• THE TASK:
Return all lines below containing the word "bool".

..............................

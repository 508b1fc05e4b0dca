//! UseCase 層のエラー定義
//!
//! ドメインエラーとリポジトリエラーを集約し、トランスポート層が必要とする
//! 分類（クライアント起因 / サーバー起因）だけを公開します。

use thiserror::Error;

use crate::domain::{RepositoryError, RoomError, ValueObjectError};

/// Failure classification for the transport boundary.
///
/// This is the only contract a transport layer needs: `Client` maps to a
/// 400-class response, `Server` to a 500-class response.
#[derive(Debug, Clone, Copy, PartialEq, Eq)]
pub enum ErrorClass {
    /// Caller-caused rule violation, recoverable by the caller
    Client,
    /// Infrastructure fault, not attributable to the caller
    Server,
}

/// Errors surfaced by the use-case layer.
///
/// The use case performs no recovery: every failure propagates to the
/// transport boundary unchanged.
#[derive(Debug, Error, Clone, PartialEq, Eq)]
pub enum UseCaseError {
    /// The repository returned nothing for the requested room
    #[error("chat room '{room_id}' not found")]
    RoomNotFound { room_id: String },

    /// A rule violation raised by the aggregate or the policy
    #[error(transparent)]
    Domain(#[from] RoomError),

    /// A persistence fault
    #[error(transparent)]
    Repository(#[from] RepositoryError),
}

impl From<ValueObjectError> for UseCaseError {
    fn from(err: ValueObjectError) -> Self {
        Self::Domain(RoomError::Validation(err))
    }
}

impl UseCaseError {
    /// Classify this failure for the transport boundary.
    pub fn class(&self) -> ErrorClass {
        match self {
            Self::RoomNotFound { .. } | Self::Domain(_) => ErrorClass::Client,
            Self::Repository(_) => ErrorClass::Server,
        }
    }
}
//! Data transfer objects for the infrastructure layer.

pub mod document;

pub use document::RoomDocument;
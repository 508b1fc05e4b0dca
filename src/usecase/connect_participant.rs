//! UseCase: 参加者接続処理
//!
//! ## テスト実装の作業記録
//!
//! ### 何をテストしているか
//! - ConnectParticipantUseCase::execute() メソッド
//! - 参加者の接続処理（チャンネルに対応するルームの取得または作成、接続）
//!
//! ### なぜこのテストが必要か
//! - 「1 チャンネルにつき 1 ルーム」の運用規約はこの層が担う
//! - 初回接続でルームが作成されることを確認
//! - ban 済みユーザーの再接続が拒否されることを保証
//!
//! ### どのような状況を想定しているか
//! - 正常系：初回接続（ルーム作成）、既存ルームへの接続
//! - 異常系：ban 済みユーザーの接続試行
//! - エッジケース：接続済みユーザーの再接続（冪等）

use std::sync::Arc;

use crate::domain::{ChannelId, ChatParticipant, ChatRoom, ChatRoomRepository, RoomId, RoomIdFactory};

use super::error::UseCaseError;

/// 参加者接続のユースケース
pub struct ConnectParticipantUseCase {
    /// Repository（データアクセス層の抽象化）
    repository: Arc<dyn ChatRoomRepository>,
}

impl ConnectParticipantUseCase {
    /// 新しい ConnectParticipantUseCase を作成
    pub fn new(repository: Arc<dyn ChatRoomRepository>) -> Self {
        Self { repository }
    }

    /// 参加者接続を実行
    ///
    /// チャンネルにルームがなければ作成する（1 チャンネルにつき 1 ルーム、
    /// 運用規約としてこの層で維持する）。
    ///
    /// # Arguments
    ///
    /// * `channel_id` - 接続先チャンネルの ID（Domain Model）
    /// * `participant` - 接続する参加者
    ///
    /// # Returns
    ///
    /// * `Ok(RoomId)` - 接続したルームの ID
    /// * `Err(UseCaseError)` - 接続失敗
    pub async fn execute(
        &self,
        channel_id: ChannelId,
        participant: ChatParticipant,
    ) -> Result<RoomId, UseCaseError> {
        // 1. チャンネルに対応するルームを取得、なければ作成
        let mut room = match self.repository.find_by_channel(&channel_id).await? {
            Some(room) => room,
            None => {
                let room_id = RoomIdFactory::generate()?;
                tracing::info!("Creating room '{}' for channel '{}'", room_id, channel_id);
                ChatRoom::create(room_id, channel_id)
            }
        };

        // 2. 集約に接続（ban チェックは集約の責務）
        let user_id = participant.user_id().clone();
        room.connect(participant)?;

        // 3. 保存
        self.repository.save(&mut room).await?;

        tracing::info!("User '{}' connected to room '{}'", user_id, room.id());
        Ok(room.id().clone())
    }
}
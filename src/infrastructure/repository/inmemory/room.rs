//! InMemory ChatRoom Repository 実装
//!
//! ドメイン層が定義する ChatRoomRepository trait の具体的な実装。
//! ルームごとにシリアライズ済みの JSON ドキュメントを HashMap に保持し、
//! ドキュメントストアの代替として振る舞います。
//!
//! 保存時は必ず `ドメインモデル → RoomDocument (DTO) → JSON` の変換を
//! 経由するため、MongoDB などの DBMS を実装する際も同じ DTO 層を
//! そのまま利用できます。
//!
//! 並行性はバージョントークンの楽観的排他制御で解決します。読み込んだ
//! 時点より新しいバージョンが保存されていた場合、save は
//! VersionConflict で失敗し、何も書き込みません。

use std::{collections::HashMap, sync::Arc};

use async_trait::async_trait;
use tokio::sync::Mutex;

use crate::{
    domain::{ChannelId, ChatRoom, ChatRoomRepository, RepositoryError, RoomId},
    infrastructure::dto::document::RoomDocument,
};

/// インメモリ ChatRoom Repository 実装
///
/// HashMap をドキュメントストアとして使用する実装。
/// ドメイン層の ChatRoomRepository trait を実装します（依存性の逆転）。
pub struct InMemoryChatRoomRepository {
    /// room_id -> シリアライズ済み RoomDocument
    documents: Arc<Mutex<HashMap<String, String>>>,
}

impl InMemoryChatRoomRepository {
    /// 新しい InMemoryChatRoomRepository を作成
    pub fn new() -> Self {
        Self {
            documents: Arc::new(Mutex::new(HashMap::new())),
        }
    }

    fn decode(room_id: &str, json: &str) -> Result<ChatRoom, RepositoryError> {
        let document: RoomDocument =
            serde_json::from_str(json).map_err(|err| RepositoryError::CorruptedDocument {
                room_id: room_id.to_string(),
                reason: err.to_string(),
            })?;
        document
            .into_room()
            .map_err(|err| RepositoryError::CorruptedDocument {
                room_id: room_id.to_string(),
                reason: err.to_string(),
            })
    }
}

impl Default for InMemoryChatRoomRepository {
    fn default() -> Self {
        Self::new()
    }
}

#[async_trait]
impl ChatRoomRepository for InMemoryChatRoomRepository {
    async fn find_by_id(&self, id: &RoomId) -> Result<Option<ChatRoom>, RepositoryError> {
        let documents = self.documents.lock().await;
        match documents.get(id.as_str()) {
            Some(json) => Ok(Some(Self::decode(id.as_str(), json)?)),
            None => Ok(None),
        }
    }

    async fn find_by_channel(
        &self,
        channel_id: &ChannelId,
    ) -> Result<Option<ChatRoom>, RepositoryError> {
        let documents = self.documents.lock().await;
        for (room_id, json) in documents.iter() {
            let room = Self::decode(room_id, json)?;
            if room.channel_id() == channel_id {
                return Ok(Some(room));
            }
        }
        Ok(None)
    }

    async fn save(&self, room: &mut ChatRoom) -> Result<(), RepositoryError> {
        let mut documents = self.documents.lock().await;

        // 楽観的排他制御: 保存済みバージョンと読み込み時のバージョンを比較
        if let Some(existing) = documents.get(room.id().as_str()) {
            let stored = Self::decode(room.id().as_str(), existing)?;
            if stored.version() != room.version() {
                return Err(RepositoryError::VersionConflict {
                    room_id: room.id().as_str().to_string(),
                    loaded: room.version(),
                    stored: stored.version(),
                });
            }
        }

        let mut document = RoomDocument::from_room(room);
        document.version = room.version() + 1;

        let json =
            serde_json::to_string(&document).map_err(|err| RepositoryError::CorruptedDocument {
                room_id: room.id().as_str().to_string(),
                reason: err.to_string(),
            })?;
        documents.insert(room.id().as_str().to_string(), json);
        room.advance_version();

        Ok(())
    }

    async fn delete(&self, id: &RoomId) -> Result<(), RepositoryError> {
        let mut documents = self.documents.lock().await;
        documents.remove(id.as_str());
        Ok(())
    }
}
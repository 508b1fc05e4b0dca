//! Repository port for ChatRoom persistence.
//!
//! The trait is defined in the domain layer and implemented by the
//! infrastructure layer (dependency inversion). Cross-process concurrency
//! is resolved by optimistic concurrency control: each stored document
//! carries a version, and saving a stale aggregate fails with
//! [`RepositoryError::VersionConflict`] instead of silently overwriting
//! (last-write-wins is ruled out by contract).

use async_trait::async_trait;
use thiserror::Error;

use super::{
    room::ChatRoom,
    value_object::{ChannelId, RoomId},
};

/// Errors raised by repository implementations
#[derive(Debug, Error, Clone, PartialEq, Eq)]
pub enum RepositoryError {
    /// The aggregate was loaded at an older version than the stored one
    #[error("version conflict for room '{room_id}': aggregate at {loaded}, store at {stored}")]
    VersionConflict {
        room_id: String,
        loaded: u64,
        stored: u64,
    },

    /// The stored document could not be mapped back to a valid aggregate
    #[error("stored document for room '{room_id}' is corrupted: {reason}")]
    CorruptedDocument { room_id: String, reason: String },
}

/// Persistence port for ChatRoom aggregates.
///
/// `save` persists the full collections (messages, roster, bans, mutes)
/// together with the concurrency token and advances the aggregate's
/// version on success.
#[cfg_attr(test, mockall::automock)]
#[async_trait]
pub trait ChatRoomRepository: Send + Sync {
    /// Find a room by its identifier.
    async fn find_by_id(&self, id: &RoomId) -> Result<Option<ChatRoom>, RepositoryError>;

    /// Find the room belonging to a channel.
    async fn find_by_channel(
        &self,
        channel_id: &ChannelId,
    ) -> Result<Option<ChatRoom>, RepositoryError>;

    /// Persist the aggregate, checking the concurrency token.
    async fn save(&self, room: &mut ChatRoom) -> Result<(), RepositoryError>;

    /// Delete a room. Deleting a room that does not exist is a no-op.
    async fn delete(&self, id: &RoomId) -> Result<(), RepositoryError>;
}
//! Domain events produced by the ChatRoom aggregate.
//!
//! Events are immutable facts recorded by the aggregate and drained by the
//! use-case layer, which forwards them to real-time subscribers and to
//! persistence.

use async_trait::async_trait;
use serde::Serialize;

use super::{
    entity::Message,
    service::ModerationAction,
    value_object::{RoomId, UserId},
};

/// Something that happened inside a chat room.
#[derive(Debug, Clone, PartialEq, Eq, Serialize)]
#[serde(tag = "type", rename_all = "kebab-case")]
pub enum DomainEvent {
    /// A message was published to the room
    MessageSent {
        room_id: RoomId,
        message: Message,
    },
    /// A moderation action was applied to a user
    UserModerated {
        user_id: UserId,
        room_id: RoomId,
        moderator_id: UserId,
        action: ModerationAction,
        /// Timeout duration in milliseconds; absent for ban
        duration_ms: Option<i64>,
    },
}

/// Outbound port for dispatching drained domain events.
///
/// Implementations fan events out to room subscribers; delivery guarantees
/// are out of scope, so publishing never fails the surrounding use case.
#[async_trait]
pub trait EventPublisher: Send + Sync {
    /// Publish a batch of events in order.
    async fn publish_all(&self, events: Vec<DomainEvent>);
}
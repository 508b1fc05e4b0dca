//! Per-channel live chat room domain.
//!
//! This library models a moderated chat room as a layered DDD application:
//! the ChatRoom aggregate enforces all business invariants (who may speak,
//! how messages are bounded, how bans and timeouts change room state), the
//! use-case layer drives the load-mutate-save-publish cycle, and the
//! infrastructure layer provides a document-store repository and event
//! publishing. Transport (HTTP/WebSocket) is left to the embedding
//! application.

pub mod domain;
pub mod infrastructure;
pub mod logger;
pub mod time;
pub mod usecase;
//! One-shot query connections: read one line, execute, respond, close.

use std::io::ErrorKind;

use tokio::io::{AsyncBufReadExt, AsyncReadExt, AsyncWriteExt, BufReader};
use tokio::net::TcpStream;
use tracing::debug;

use crate::state::{CollectorState, SharedState};

use super::parse::{self, QueryCommand};
use super::predicate::SearchPredicate;

/// Upper bound on a request line; a well-formed request is far smaller.
const MAX_REQUEST_LEN: u64 = 4096;

/// Fixed catalogue of the query grammar. `HELP_LINE_COUNT` pins the line
/// count so the catalogue and the command set cannot drift apart silently.
pub const HELP_TEXT: &str = "Available commands:
  QUERY key=value ...      - Search buffered logs
  STATS                    - Show buffer statistics
  COUNT                    - Show number of buffered logs
  HELP                     - Show this help

Query parameters:
  keywords=w1,w2,...       - Keywords, comma-separated (no escaping)
  operator=AND|OR          - Keyword combination (default: AND)
  regex=<pattern>          - Match pattern anywhere in the text
  time_from=<unix seconds> - Inclusive lower bound on receive time
  time_to=<unix seconds>   - Inclusive upper bound on receive time

Example: QUERY keywords=error,timeout operator=OR regex=user_id=[0-9]+
";

pub const HELP_LINE_COUNT: usize = 14;

/// Turn one raw request line into the full response payload. Malformed
/// input yields a single `ERROR:` line; nothing here can fail the caller.
pub fn execute(state: &CollectorState, line: &str) -> String {
    match parse::parse_command(line) {
        Ok(QueryCommand::Search(query)) => match SearchPredicate::compile(&query) {
            Ok(predicate) => run_search(state, &predicate),
            Err(e) => format!("ERROR: {e}\n"),
        },
        Ok(QueryCommand::Stats) => {
            let stats = state.buffer.stats();
            format!(
                "STATS: Total={}, Dropped={}, Current={}, Clients={}\n",
                stats.total,
                stats.dropped,
                stats.current,
                state.clients.count()
            )
        }
        Ok(QueryCommand::Count) => format!("{}\n", state.buffer.stats().current),
        Ok(QueryCommand::Help) => HELP_TEXT.to_string(),
        Err(e) => format!("ERROR: {e}\n"),
    }
}

fn run_search(state: &CollectorState, predicate: &SearchPredicate) -> String {
    if predicate.is_empty() {
        return "FOUND: 0\n".to_string();
    }

    let snapshot = state.buffer.snapshot();
    let matches: Vec<&str> = snapshot
        .iter()
        .filter(|entry| predicate.matches(entry))
        .map(|entry| entry.text.as_str())
        .collect();

    let mut response = format!("FOUND: {}\n", matches.len());
    for text in matches {
        response.push_str(text);
        response.push('\n');
    }
    response
}

/// Exactly one request/response cycle, then the server closes the
/// connection. Read failures get a response where one is still possible
/// (bad encoding) and are otherwise logged and dropped.
pub async fn handle_connection(stream: TcpStream, state: SharedState) {
    let mut reader = BufReader::new(stream);
    let mut line = String::new();

    let response = {
        let mut limited = (&mut reader).take(MAX_REQUEST_LEN);
        match limited.read_line(&mut line).await {
            Ok(0) => None, // peer closed without sending a request
            // A full-length read with no newline means the request was cut
            // off mid-line; executing the prefix would answer a different
            // query than the one sent.
            Ok(n) if n as u64 == MAX_REQUEST_LEN && !line.ends_with('\n') => {
                Some("ERROR: Request too long\n".to_string())
            }
            Ok(_) => Some(execute(&state, &line)),
            Err(e) if e.kind() == ErrorKind::InvalidData => {
                Some("ERROR: Request must be valid UTF-8\n".to_string())
            }
            Err(e) => {
                debug!("query read failed: {}", e);
                None
            }
        }
    };

    if let Some(response) = response {
        let stream = reader.get_mut();
        if let Err(e) = stream.write_all(response.as_bytes()).await {
            debug!("query response write failed: {}", e);
        }
        let _ = stream.shutdown().await;
    }
}
//! Ingest connections: newline-delimited log lines, fire-and-forget.
//!
//! The server never writes a byte back on an ingest connection. Each line
//! becomes one buffer entry; oversized lines are truncated, undecodable
//! lines are skipped, and neither ends the connection.

use std::sync::Arc;

use tokio::io::{AsyncBufRead, AsyncBufReadExt, AsyncReadExt, BufReader};
use tokio::net::TcpStream;
use tracing::debug;

use crate::registry::ConnectionGuard;
use crate::state::{CollectorState, SharedState};

/// Runs until the peer closes the connection or a read error occurs. The
/// registry guard decrements exactly once however the loop ends.
pub async fn handle_connection(stream: TcpStream, state: SharedState) {
    let _guard = ConnectionGuard::register(Arc::clone(&state.clients));

    let mut reader = BufReader::new(stream);
    let mut raw = Vec::new();
    // Room for the newline and a CR on top of the stored maximum; anything
    // past this is discarded up to the next newline.
    let read_limit = state.config.max_line_len as u64 + 2;

    loop {
        raw.clear();
        let n = {
            let mut limited = (&mut reader).take(read_limit);
            match limited.read_until(b'\n', &mut raw).await {
                Ok(0) => break, // EOF
                Ok(n) => n,
                Err(e) => {
                    debug!("ingest read failed: {}", e);
                    break;
                }
            }
        };

        let clipped = raw.last() != Some(&b'\n');
        if clipped && n as u64 == read_limit {
            // Oversized line: keep the prefix, drop the remainder.
            match discard_to_newline(&mut reader).await {
                Ok(more) => {
                    ingest_line(&state, &raw);
                    if !more {
                        break; // EOF while discarding
                    }
                    continue;
                }
                Err(e) => {
                    debug!("ingest read failed: {}", e);
                    ingest_line(&state, &raw);
                    break;
                }
            }
        }

        ingest_line(&state, &raw);
        if clipped {
            break; // final line ended by EOF, not a newline
        }
    }
}

/// One raw line (newline possibly included) into the buffer and, when
/// enabled, onto the persistence queue.
fn ingest_line(state: &CollectorState, raw: &[u8]) {
    let raw = strip_line_ending(raw);

    let text = match std::str::from_utf8(raw) {
        Ok(text) => text,
        // A multi-byte character clipped at the truncation point is not a
        // client error; salvage the valid prefix.
        Err(e) if e.error_len().is_none() => {
            std::str::from_utf8(&raw[..e.valid_up_to()]).unwrap_or_default()
        }
        Err(_) => return, // undecodable line, skip it
    };

    let text = truncate_to_boundary(text, state.config.max_line_len);
    let (entry, _evicted) = state.buffer.append(text.to_string());

    if let Some(persist) = &state.persist {
        persist.enqueue(entry);
    }
}

fn strip_line_ending(raw: &[u8]) -> &[u8] {
    let raw = raw.strip_suffix(b"\n").unwrap_or(raw);
    raw.strip_suffix(b"\r").unwrap_or(raw)
}

/// Truncate to at most `max` bytes without splitting a UTF-8 character.
fn truncate_to_boundary(text: &str, max: usize) -> &str {
    if text.len() <= max {
        return text;
    }
    let mut end = max;
    while end > 0 && !text.is_char_boundary(end) {
        end -= 1;
    }
    &text[..end]
}

/// Consume and drop bytes up to and including the next newline.
/// Returns false when EOF arrives first.
async fn discard_to_newline<R: AsyncBufRead + Unpin>(reader: &mut R) -> std::io::Result<bool> {
    loop {
        let buf = reader.fill_buf().await?;
        if buf.is_empty() {
            return Ok(false);
        }
        if let Some(pos) = buf.iter().position(|&b| b == b'\n') {
            reader.consume(pos + 1);
            return Ok(true);
        }
        let len = buf.len();
        reader.consume(len);
    }
}
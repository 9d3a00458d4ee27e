use collector::runtime::{boot, serve};

#[tokio::main]
async fn main() -> Result<(), Box<dyn std::error::Error>> {
    boot::init_logging();
    let (state, writer) = boot::boot().await?;
    serve::serve(state, writer).await?;
    Ok(())
}
//! Bounded in-memory log store with FIFO eviction.
//!
//! One instance is shared by every ingest and query connection for the
//! process lifetime. The lock is held only for the duration of a single
//! append/snapshot/stats call, never across I/O, so every append is
//! linearized against every snapshot and readers never observe a
//! partially-applied append.

use std::collections::VecDeque;
use std::sync::Arc;
use std::time::{SystemTime, UNIX_EPOCH};

use parking_lot::Mutex;

/// One accepted log line. Immutable after construction; shared between the
/// buffer, query snapshots, and the persistence queue.
#[derive(Debug, PartialEq, Eq)]
pub struct LogEntry {
    /// Monotonic sequence number, assigned at append time.
    pub seq: u64,
    /// Receive time, seconds since the Unix epoch.
    pub received_at: i64,
    pub text: String,
}

/// Consistent view of the buffer counters, read under one lock acquisition.
#[derive(Debug, Clone, Copy, PartialEq, Eq)]
pub struct BufferStats {
    /// Lifetime entries accepted.
    pub total: u64,
    /// Lifetime entries evicted from a full buffer. Nothing else counts
    /// toward this; persistence-queue overflow is accounted separately.
    pub dropped: u64,
    /// Entries presently held (`total - dropped`, bounded by capacity).
    pub current: usize,
}

struct Inner {
    entries: VecDeque<Arc<LogEntry>>,
    total: u64,
    dropped: u64,
    next_seq: u64,
}

pub struct LogBuffer {
    capacity: usize,
    inner: Mutex<Inner>,
}

impl LogBuffer {
    pub fn new(capacity: usize) -> Self {
        // A zero capacity is rejected by config validation; clamp anyway so
        // the eviction arithmetic below can never underflow.
        let capacity = capacity.max(1);
        Self {
            capacity,
            inner: Mutex::new(Inner {
                entries: VecDeque::with_capacity(capacity),
                total: 0,
                dropped: 0,
                next_seq: 0,
            }),
        }
    }

    pub fn capacity(&self) -> usize {
        self.capacity
    }

    /// Append one entry, evicting the oldest first when at capacity.
    /// Never fails and never blocks beyond the internal lock.
    ///
    /// Returns the stored entry (for the persistence queue) and whether an
    /// eviction took place.
    pub fn append(&self, text: String) -> (Arc<LogEntry>, bool) {
        let received_at = unix_now();
        let mut inner = self.inner.lock();

        let entry = Arc::new(LogEntry {
            seq: inner.next_seq,
            received_at,
            text,
        });
        inner.next_seq += 1;

        let evicted = if inner.entries.len() == self.capacity {
            inner.entries.pop_front();
            inner.dropped += 1;
            true
        } else {
            false
        };

        inner.entries.push_back(Arc::clone(&entry));
        inner.total += 1;

        (entry, evicted)
    }

    /// Point-in-time copy of all held entries, insertion order preserved.
    /// The lock is released before the caller scans anything.
    pub fn snapshot(&self) -> Vec<Arc<LogEntry>> {
        let inner = self.inner.lock();
        inner.entries.iter().cloned().collect()
    }

    pub fn stats(&self) -> BufferStats {
        let inner = self.inner.lock();
        BufferStats {
            total: inner.total,
            dropped: inner.dropped,
            current: inner.entries.len(),
        }
    }
}

fn unix_now() -> i64 {
    match SystemTime::now().duration_since(UNIX_EPOCH) {
        Ok(d) => d.as_secs() as i64,
        Err(_) => 0, // clock before 1970, only plausible in broken test rigs
    }
}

..............................

• ANSWER SECTION:
async fn discard_to_newline<R: AsyncBufRead + Unpin>(reader: &mut R) -> std::io::Result<bool> {
    pub fn append(&self, text: String) -> (Arc<LogEntry>, bool) {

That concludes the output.